[Opening Input for this task section]

//! Scripted network used by unit tests.

use async_trait::async_trait;
use color_eyre::{eyre::eyre, Result};
use reqwest::StatusCode;
use std::collections::HashMap;
use std::sync::atomic::{AtomicBool, Ordering};
use std::sync::{Arc, Mutex};
use tokio::sync::Notify;

use crate::http::{FetchRequest, FetchResponse};
use crate::network::Fetcher;

/// In-memory network that answers from a table of canned responses.
///
/// Unknown URLs fail like an unreachable host. `go_offline` makes every
/// request fail. A gated URL holds its answer until the gate is notified.
#[derive(Default)]
pub struct ScriptedFetcher {
  responses: Mutex<HashMap<String, FetchResponse>>,
  gates: Mutex<HashMap<String, Arc<Notify>>>,
  seen: Mutex<Vec<FetchRequest>>,
  offline: AtomicBool,
}

impl ScriptedFetcher {
  pub fn new() -> Self {
    Self::default()
  }

  pub fn respond(&self, url: &str, status: StatusCode, body: &str) {
    self
      .responses
      .lock()
      .unwrap()
      .insert(url.to_string(), FetchResponse::new(status, body.to_string()));
  }

  /// Hold requests for `url` until the returned gate is notified.
  pub fn gate(&self, url: &str) -> Arc<Notify> {
    let gate = Arc::new(Notify::new());
    self
      .gates
      .lock()
      .unwrap()
      .insert(url.to_string(), Arc::clone(&gate));
    gate
  }

  pub fn go_offline(&self) {
    self.offline.store(true, Ordering::SeqCst);
  }

  pub fn go_online(&self) {
    self.offline.store(false, Ordering::SeqCst);
  }

  /// Number of requests that reached the network.
  pub fn calls(&self) -> usize {
    self.seen.lock().unwrap().len()
  }

  /// Every request that reached the network, in order.
  pub fn seen(&self) -> Vec<FetchRequest> {
    self.seen.lock().unwrap().clone()
  }
}

#[async_trait]
impl Fetcher for ScriptedFetcher {
  async fn fetch(&self, request: &FetchRequest) -> Result<FetchResponse> {
    self.seen.lock().unwrap().push(request.clone());

    let gate = self.gates.lock().unwrap().get(request.url.as_str()).cloned();
    if let Some(gate) = gate {
      gate.notified().await;
    }

    if self.offline.load(Ordering::SeqCst) {
      return Err(eyre!("network unreachable: {}", request.url));
    }

    self
      .responses
      .lock()
      .unwrap()
      .get(request.url.as_str())
      .cloned()
      .ok_or_else(|| eyre!("connection refused: {}", request.url))
  }
}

[Closing Input for this task section]

[Required action]: Please transcribe the data exactly from its first line. End with the line that contains "Unknown URLs fail".

[Answer space]:
//! Scripted network used by unit tests.

use async_trait::async_trait;
use color_eyre::{eyre::eyre, Result};
use reqwest::StatusCode;
use std::collections::HashMap;
use std::sync::atomic::{AtomicBool, Ordering};
use std::sync::{Arc, Mutex};
use tokio::sync::Notify;

use crate::http::{FetchRequest, FetchResponse};
use crate::network::Fetcher;

/// In-memory network that answers from a table of canned responses.
///
/// Unknown URLs fail like an unreachable host. `go_offline` makes every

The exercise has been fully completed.